In seiner Rede erklärte Telmo Correia, dass es für ein Opfer häuslicher Gewalt, "ein Verbrechen, das systematisch von den Sicherheitskräften angezeigt wird", von grundlegender Bedeutung sei, sicher und unter vier Augen angehört zu werden, wozu auch die Verbesserungen in den Gebäuden der verschiedenen Polizeidienststellen beitrügen.
"Diese modernisierten Einrichtungen garantieren uns diese Bedingungen, sie garantieren uns diese Privatsphäre. Andererseits sind sie natürlich auch sehr wichtig für diejenigen, die in ihnen Dienst tun und Portugal ihren Dienst erweisen", erklärte er.

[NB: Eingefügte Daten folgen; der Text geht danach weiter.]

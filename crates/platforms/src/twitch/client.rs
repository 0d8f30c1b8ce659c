//! Twitch Helix client.
//!
//! Uses an app access token (client-credentials grant). Every Helix request
//! carries `Client-ID` and `Authorization: Bearer` headers; a `401` triggers
//! one token refresh and one retry of the same request.

use std::collections::HashMap;

use async_trait::async_trait;
use chrono::Utc;
use parking_lot::RwLock;
use reqwest::Client;
use serde::de::DeserializeOwned;
use tracing::{debug, info, warn};

use super::auth::{AppToken, TwitchCredentials, request_app_token};
use super::models::{HelixResponse, HelixStream, HelixUser};
use crate::client::PlatformClient;
use crate::error::PlatformError;
use crate::http::create_client_builder;
use crate::stream::LiveStream;

pub const HELIX_BASE_URL: &str = "https://api.twitch.tv/helix";
pub const TOKEN_URL: &str = "https://id.twitch.tv/oauth2/token";

/// Helix caps repeated `login` / `user_id` parameters at 100 per request.
pub const MAX_IDS_PER_REQUEST: usize = 100;

pub struct TwitchClient {
    client: Client,
    credentials: TwitchCredentials,
    token: RwLock<Option<AppToken>>,
    api_base: String,
    token_url: String,
}

impl TwitchClient {
    const CHANNEL_BASE_URL: &str = "https://twitch.tv";

    /// Create a client with the default HTTP configuration.
    pub fn new(credentials: TwitchCredentials) -> Result<Self, PlatformError> {
        let client = create_client_builder(None).build()?;
        Ok(Self::with_client(client, credentials))
    }

    pub fn with_client(client: Client, credentials: TwitchCredentials) -> Self {
        Self {
            client,
            credentials,
            token: RwLock::new(None),
            api_base: HELIX_BASE_URL.to_string(),
            token_url: TOKEN_URL.to_string(),
        }
    }

    /// Point the client at different Helix / token endpoints.
    pub fn with_endpoints(
        mut self,
        api_base: impl Into<String>,
        token_url: impl Into<String>,
    ) -> Self {
        self.api_base = api_base.into();
        self.token_url = token_url.into();
        self
    }

    /// Acquire (or replace) the app access token.
    pub async fn authenticate(&self) -> Result<(), PlatformError> {
        let token = request_app_token(&self.client, &self.token_url, &self.credentials).await?;
        *self.token.write() = Some(token);
        Ok(())
    }

    pub fn is_authenticated(&self) -> bool {
        self.token.read().is_some()
    }

    async fn access_token(&self) -> Result<String, PlatformError> {
        let current = self.token.read().clone();
        match current {
            Some(token) if !token.is_expired(Utc::now()) => Ok(token.access_token),
            Some(_) => {
                debug!("Twitch app token about to expire, refreshing");
                self.authenticate().await?;
                self.token
                    .read()
                    .as_ref()
                    .map(|token| token.access_token.clone())
                    .ok_or(PlatformError::MissingToken)
            }
            None => Err(PlatformError::MissingToken),
        }
    }

    async fn helix_get<T: DeserializeOwned>(
        &self,
        endpoint: &str,
        query: &[(&str, &str)],
    ) -> Result<Vec<T>, PlatformError> {
        let url = format!("{}/{}", self.api_base.trim_end_matches('/'), endpoint);
        let token = self.access_token().await?;

        match self.send_helix(&url, query, &token).await {
            Err(e) if e.is_unauthorized() => {
                warn!(endpoint, "Twitch rejected the app token, re-authenticating");
                self.authenticate().await?;
                let token = self.access_token().await?;
                self.send_helix(&url, query, &token).await.map_err(|e| {
                    if e.is_unauthorized() {
                        PlatformError::Unauthorized
                    } else {
                        e
                    }
                })
            }
            other => other,
        }
    }

    async fn send_helix<T: DeserializeOwned>(
        &self,
        url: &str,
        query: &[(&str, &str)],
        token: &str,
    ) -> Result<Vec<T>, PlatformError> {
        let response = self
            .client
            .get(url)
            .header("Client-ID", &self.credentials.client_id)
            .bearer_auth(token)
            .query(query)
            .send()
            .await?;

        let status = response.status();
        if !status.is_success() {
            let body = response.text().await.unwrap_or_default();
            return Err(PlatformError::Status {
                status,
                url: url.to_string(),
                body,
            });
        }

        let body = response.text().await?;
        let parsed: HelixResponse<T> = serde_json::from_str(&body)?;
        Ok(parsed.data)
    }
}

/// Build `key=v1&key=v2...` query pairs.
fn repeated_query<'a>(key: &'a str, values: &'a [String]) -> Vec<(&'a str, &'a str)> {
    values.iter().map(|value| (key, value.as_str())).collect()
}

#[async_trait]
impl PlatformClient for TwitchClient {
    fn platform_name(&self) -> &'static str {
        "Twitch"
    }

    fn channel_url(&self, name: &str) -> String {
        format!("{}/{}", Self::CHANNEL_BASE_URL, name)
    }

    async fn connect(&self) -> Result<(), PlatformError> {
        self.authenticate().await
    }

    async fn resolve_ids(
        &self,
        names: &[String],
    ) -> Result<HashMap<String, String>, PlatformError> {
        if names.is_empty() {
            return Ok(HashMap::new());
        }

        info!(count = names.len(), "Getting Twitch user IDs");

        let mut ids = HashMap::with_capacity(names.len());
        for chunk in names.chunks(MAX_IDS_PER_REQUEST) {
            let query = repeated_query("login", chunk);
            let users: Vec<HelixUser> = self.helix_get("users", &query).await?;
            for user in users {
                info!(login = %user.login, id = %user.id, "Resolved Twitch user");
                ids.insert(user.login.to_lowercase(), user.id);
            }
        }

        Ok(ids)
    }

    async fn fetch_live(
        &self,
        ids: &[String],
    ) -> Result<HashMap<String, LiveStream>, PlatformError> {
        if ids.is_empty() {
            return Ok(HashMap::new());
        }

        debug!(count = ids.len(), "Polling Twitch live streams");

        let mut live = HashMap::new();
        for chunk in ids.chunks(MAX_IDS_PER_REQUEST) {
            let mut query = repeated_query("user_id", chunk);
            query.push(("first", "100"));
            let streams: Vec<HelixStream> = self.helix_get("streams", &query).await?;
            for stream in streams {
                live.insert(stream.user_id.clone(), LiveStream::from(stream));
            }
        }

        Ok(live)
    }
}
//! App access tokens via the OAuth client-credentials grant.

use std::fmt;

use chrono::{DateTime, Duration, Utc};
use reqwest::Client;
use tracing::{debug, info};

use super::models::TokenResponse;
use crate::error::PlatformError;

/// Tokens this close to expiry are treated as already expired.
const EXPIRY_MARGIN_SECS: i64 = 60;

/// Application credentials registered with Twitch.
#[derive(Clone)]
pub struct TwitchCredentials {
    pub client_id: String,
    pub client_secret: String,
}

impl TwitchCredentials {
    pub fn new(client_id: impl Into<String>, client_secret: impl Into<String>) -> Self {
        Self {
            client_id: client_id.into(),
            client_secret: client_secret.into(),
        }
    }
}

impl fmt::Debug for TwitchCredentials {
    fn fmt(&self, f: &mut fmt::Formatter<'_>) -> fmt::Result {
        f.debug_struct("TwitchCredentials")
            .field("client_id", &self.client_id)
            .field("client_secret", &"<redacted>")
            .finish()
    }
}

#[derive(Debug, Clone)]
pub(crate) struct AppToken {
    pub access_token: String,
    pub expires_at: Option<DateTime<Utc>>,
}

impl AppToken {
    pub fn is_expired(&self, now: DateTime<Utc>) -> bool {
        self.expires_at
            .is_some_and(|expires_at| now + Duration::seconds(EXPIRY_MARGIN_SECS) >= expires_at)
    }
}

pub(crate) async fn request_app_token(
    client: &Client,
    token_url: &str,
    credentials: &TwitchCredentials,
) -> Result<AppToken, PlatformError> {
    info!("Requesting Twitch app token");

    let response = client
        .post(token_url)
        .query(&[
            ("client_id", credentials.client_id.as_str()),
            ("client_secret", credentials.client_secret.as_str()),
            ("grant_type", "client_credentials"),
        ])
        .send()
        .await?;

    let status = response.status();
    if !status.is_success() {
        let body = response.text().await.unwrap_or_default();
        return Err(PlatformError::Auth(format!(
            "token endpoint returned {}: {}",
            status, body
        )));
    }

    let token: TokenResponse = response.json().await?;
    if token.access_token.is_empty() {
        return Err(PlatformError::Auth(
            "token endpoint returned an empty access token".to_string(),
        ));
    }

    debug!(token_type = ?token.token_type, "Token response parsed");
    info!(expires_in = ?token.expires_in, "Twitch token received");

    let now = Utc::now();
    Ok(AppToken {
        access_token: token.access_token,
        expires_at: token
            .expires_in
            .and_then(|secs| i64::try_from(secs).ok())
            .map(|secs| now + Duration::seconds(secs)),
    })
}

In seiner Rede erinnerte der Minister auch daran, dass von den rund tausend Posten der GNR (Nationale Republikanische Garde) und der PSP (Polizei der öffentlichen Sicherheit) "eine sehr große Anzahl Interventionen benötigt", "mit 335 Interventionen, die im Programmierungsgesetz vorgesehen sind, dessen Rahmen 2026 ausläuft", von denen 130 als "kritisch oder dringend" gelten.
"Angesichts dieser Dimension versuchen wir, diese Investitionen zu beschleunigen, damit sie schneller durchgeführt werden können", erklärte er.
Telmo Correia zufolge wird die Ausführungsrate der Infrastrukturen von 8 % im Jahr 2023 auf 30 % bis Ende dieses Jahres steigen.
"Unser Ziel ist es, bis Ende 2026 - also zwischen dem zweiten Quartal 2024 und Ende 2026 - 60 Sanierungs- oder Neubauprojekte fertig zu stellen. Das ist unsere Anstrengung, eine bemerkenswerte Anstrengung, denn es ist nicht möglich, überall hinzugehen oder auf alles zu reagieren, aber wenn wir es tun und wenn wir Erfolg haben, wird es eine sehr bedeutende Veränderung sein", schloss er.